=== TASK MATERIAL ===

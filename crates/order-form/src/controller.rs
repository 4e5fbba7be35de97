// File: src/controller.rs
// Purpose: Owns form state, sequences validation results and drives submission

use crate::catalog::ToppingCatalog;
use crate::config::OrderFormConfig;
use crate::engine::ValidationEngine;
use crate::event::{FieldInput, FormEvent, FormPhase, FormSnapshot, SubmitStatus};
use crate::schema::Schema;
use crate::transport::{HttpTransport, OrderTransport};
use crate::values::{FieldErrors, FieldName, FormValues};
use anyhow::Context;
use std::collections::BTreeMap;
use std::sync::atomic::{AtomicBool, Ordering};
use std::sync::Arc;
use tokio::sync::RwLock;
use tracing::{debug, info, warn};

/// Shown when a failed submission carries no message of its own
pub const GENERIC_FAILURE_MESSAGE: &str = "Something went wrong.";

/// Position of one committed input in the form's history
#[derive(Debug, Clone, Copy)]
struct Ticket {
    field: FieldName,
    seq: u64,
    revision: u64,
}

#[derive(Debug, Default)]
struct FormState {
    values: FormValues,
    errors: FieldErrors,
    submit_enabled: bool,
    success_message: String,
    failure_message: String,
    /// Bumped whenever `values` is replaced
    revision: u64,
    /// Bumped per field on every input to that field
    field_seq: BTreeMap<FieldName, u64>,
}

impl FormState {
    fn seq(&self, field: FieldName) -> u64 {
        self.field_seq.get(&field).copied().unwrap_or(0)
    }

    /// Record an input to `field`, replacing the value set when one is given
    ///
    /// A replaced value set is not submittable until it has been checked.
    fn commit(&mut self, field: FieldName, values: Option<FormValues>) -> Ticket {
        let seq = self.seq(field) + 1;
        self.field_seq.insert(field, seq);

        if let Some(values) = values {
            self.values = values;
            self.revision += 1;
            self.submit_enabled = false;
        }

        Ticket {
            field,
            seq,
            revision: self.revision,
        }
    }

    /// Back to empty defaults; results of validations still in flight become stale
    fn reset(&mut self) -> u64 {
        for field in FieldName::ALL {
            let seq = self.seq(field) + 1;
            self.field_seq.insert(field, seq);
        }
        self.values = FormValues::default();
        self.errors = FieldErrors::default();
        self.submit_enabled = false;
        self.revision += 1;
        self.revision
    }
}

/// Clears the in-flight flag when a submission ends, including when its future is dropped
struct InFlight<'a>(&'a AtomicBool);

impl Drop for InFlight<'_> {
    fn drop(&mut self) {
        self.0.store(false, Ordering::Release);
    }
}

/// The order form
///
/// All methods take `&self`; several input handlers may be awaiting at once.
/// State is never locked across an await on the engine or the transport.
pub struct FormController {
    engine: ValidationEngine,
    transport: Arc<dyn OrderTransport>,
    catalog: ToppingCatalog,
    state: RwLock<FormState>,
    submitting: AtomicBool,
}

impl FormController {
    pub fn new(schema: Arc<Schema>, transport: Arc<dyn OrderTransport>) -> Self {
        let catalog = schema.catalog().clone();
        Self::with_engine(ValidationEngine::new(schema), catalog, transport)
    }

    pub fn with_engine(
        engine: ValidationEngine,
        catalog: ToppingCatalog,
        transport: Arc<dyn OrderTransport>,
    ) -> Self {
        Self {
            engine,
            transport,
            catalog,
            state: RwLock::new(FormState::default()),
            submitting: AtomicBool::new(false),
        }
    }

    /// Build a form that posts orders over HTTP as configured
    pub fn from_config(config: &OrderFormConfig) -> anyhow::Result<Self> {
        let schema = Arc::new(Schema::new(config.catalog()));
        let transport = HttpTransport::from_config(&config.transport)
            .context("Failed to build order transport")?;

        info!(
            endpoint = %transport.endpoint(),
            toppings = schema.catalog().len(),
            "order form ready"
        );
        Ok(Self::new(schema, Arc::new(transport)))
    }

    pub fn catalog(&self) -> &ToppingCatalog {
        &self.catalog
    }

    pub async fn values(&self) -> FormValues {
        self.state.read().await.values.clone()
    }

    pub async fn errors(&self) -> FieldErrors {
        self.state.read().await.errors.clone()
    }

    pub async fn submit_enabled(&self) -> bool {
        self.state.read().await.submit_enabled
    }

    pub async fn snapshot(&self) -> FormSnapshot {
        let state = self.state.read().await;
        FormSnapshot {
            values: state.values.clone(),
            errors: state.errors.clone(),
            submit_enabled: state.submit_enabled,
            phase: self.phase(),
            success_message: state.success_message.clone(),
            failure_message: state.failure_message.clone(),
            catalog: self.catalog.clone(),
        }
    }

    fn phase(&self) -> FormPhase {
        if self.submitting.load(Ordering::Acquire) {
            FormPhase::Submitting
        } else {
            FormPhase::Editing
        }
    }

    /// Route one page event; returns the outcome for submit requests
    pub async fn dispatch(&self, event: FormEvent) -> Option<SubmitStatus> {
        match event {
            FormEvent::FieldChanged { name, value } => {
                self.on_field_change(name, FieldInput::Value(value)).await;
                None
            }
            FormEvent::CheckboxToggled { name, value, checked } => {
                self.on_field_change(name, FieldInput::Toggle { id: value, checked }).await;
                None
            }
            FormEvent::SubmitRequested => Some(self.on_submit().await),
        }
    }

    /// Apply one input, then re-validate that field and the whole value set
    ///
    /// Checking a topping id outside the catalog is refused: values stay as
    /// they are and the stored toppings are re-validated.
    pub async fn on_field_change(&self, field: FieldName, input: FieldInput) {
        let (ticket, value, values) = {
            let mut state = self.state.write().await;

            let candidate = match (field, input) {
                (FieldName::Toppings, FieldInput::Toggle { id, checked }) => {
                    if checked && !self.catalog.contains(&id) {
                        warn!(topping = %id, "topping not in catalog, ignored");
                        None
                    } else {
                        Some(state.values.with_topping(&id, checked))
                    }
                }
                (FieldName::FullName | FieldName::Size, FieldInput::Value(value)) => {
                    match state.values.with_text(field, value) {
                        Some(values) => Some(values),
                        None => return,
                    }
                }
                (field, input) => {
                    warn!(field = %field, input = ?input, "input kind does not fit field, ignored");
                    return;
                }
            };

            let ticket = state.commit(field, candidate);
            (ticket, state.values.field_value(field), state.values.clone())
        };

        let message = self.engine.validate_one(field, value).await;
        self.apply_field_result(ticket, message).await;

        self.refresh_submittable(&values, ticket.revision).await;
    }

    /// Send the order if submit is enabled
    pub async fn on_submit(&self) -> SubmitStatus {
        let (values, in_flight) = {
            let state = self.state.read().await;
            if !state.submit_enabled || self.submitting.swap(true, Ordering::AcqRel) {
                debug!(
                    submit_enabled = state.submit_enabled,
                    phase = ?self.phase(),
                    "submit ignored"
                );
                return SubmitStatus::Skipped;
            }
            (state.values.clone(), InFlight(&self.submitting))
        };

        info!(
            size = %values.size,
            toppings = values.toppings.len(),
            "submitting order"
        );

        match self.transport.submit_order(&values).await {
            Ok(receipt) => {
                let revision = {
                    let mut state = self.state.write().await;
                    drop(in_flight);
                    state.success_message = receipt.message.clone();
                    state.failure_message.clear();
                    state.reset()
                };
                self.refresh_submittable(&FormValues::default(), revision).await;

                SubmitStatus::Succeeded(receipt.message)
            }
            Err(err) => {
                let message = err
                    .reported_message()
                    .unwrap_or(GENERIC_FAILURE_MESSAGE)
                    .to_string();
                warn!(error = %err, "order submission failed");

                let mut state = self.state.write().await;
                drop(in_flight);
                state.success_message.clear();
                state.failure_message = message.clone();

                SubmitStatus::Failed(message)
            }
        }
    }

    /// Merge a field result into the current errors unless a newer input superseded it
    async fn apply_field_result(&self, ticket: Ticket, message: String) {
        let mut state = self.state.write().await;
        if state.seq(ticket.field) != ticket.seq {
            debug!(field = %ticket.field, seq = ticket.seq, "stale validation result dropped");
            return;
        }
        state.errors = state.errors.with_result(ticket.field, message);
    }

    async fn refresh_submittable(&self, values: &FormValues, revision: u64) {
        let enabled = self.engine.validate_submittable(values).await;

        let mut state = self.state.write().await;
        if state.revision == revision {
            state.submit_enabled = enabled;
        }
    }
}

#[cfg(test)]
mod tests {
    use super::*;
    use crate::error::SubmissionError;
    use crate::transport::OrderReceipt;
    use async_trait::async_trait;

    struct Unreachable;

    #[async_trait]
    impl OrderTransport for Unreachable {
        async fn submit_order(&self, _values: &FormValues) -> Result<OrderReceipt, SubmissionError> {
            Err(SubmissionError::InvalidResponse("not expected".to_string()))
        }
    }

    fn controller() -> FormController {
        FormController::new(Arc::new(Schema::default()), Arc::new(Unreachable))
    }

    #[test]
    fn test_commit_tracks_fields_independently() {
        let mut state = FormState::default();
        let first = state.commit(FieldName::FullName, Some(FormValues::default().with_full_name("A")));
        let other = state.commit(FieldName::Size, None);
        let second = state.commit(FieldName::FullName, Some(FormValues::default().with_full_name("Al")));

        assert_eq!((first.seq, first.revision), (1, 1));
        assert_eq!((other.seq, other.revision), (1, 1));
        assert_eq!((second.seq, second.revision), (2, 2));
        assert_eq!(state.values.full_name, "Al");
    }

    #[test]
    fn test_new_value_set_starts_unsubmittable() {
        let mut state = FormState {
            submit_enabled: true,
            ..FormState::default()
        };
        state.commit(FieldName::Size, None);
        assert!(state.submit_enabled);

        state.commit(FieldName::Size, Some(FormValues::default().with_size("L")));
        assert!(!state.submit_enabled);
    }

    #[test]
    fn test_in_flight_guard_clears_on_drop() {
        let submitting = AtomicBool::new(true);
        drop(InFlight(&submitting));
        assert!(!submitting.load(Ordering::Acquire));
    }

    #[test]
    fn test_reset_invalidates_every_field() {
        let mut state = FormState::default();
        state.commit(FieldName::Size, Some(FormValues::default().with_size("M")));
        let revision = state.reset();

        assert_eq!(revision, 2);
        assert_eq!(state.values, FormValues::default());
        for field in FieldName::ALL {
            assert_eq!(state.seq(field), if field == FieldName::Size { 2 } else { 1 });
        }
    }

    #[tokio::test]
    async fn test_starts_editing_with_submit_disabled() {
        let form = controller();
        let snapshot = form.snapshot().await;

        assert_eq!(snapshot.phase, FormPhase::Editing);
        assert!(!snapshot.submit_enabled);
        assert_eq!(snapshot.values, FormValues::default());
        assert!(!snapshot.errors.has_errors());
        assert_eq!(snapshot.catalog.len(), 5);
    }

    #[tokio::test]
    async fn test_mismatched_input_is_ignored() {
        let form = controller();
        form.on_field_change(FieldName::FullName, FieldInput::check("1")).await;
        form.on_field_change(FieldName::Toppings, FieldInput::value("1")).await;

        assert_eq!(form.values().await, FormValues::default());
        assert!(!form.errors().await.has_errors());
    }
}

=== EXERCISE ===
Take each line from the preceding material that contains "InFlight" and copy it.

=== SOLUTION BELOW ===
struct InFlight<'a>(&'a AtomicBool);
impl Drop for InFlight<'_> {
            (state.values.clone(), InFlight(&self.submitting))
        drop(InFlight(&submitting));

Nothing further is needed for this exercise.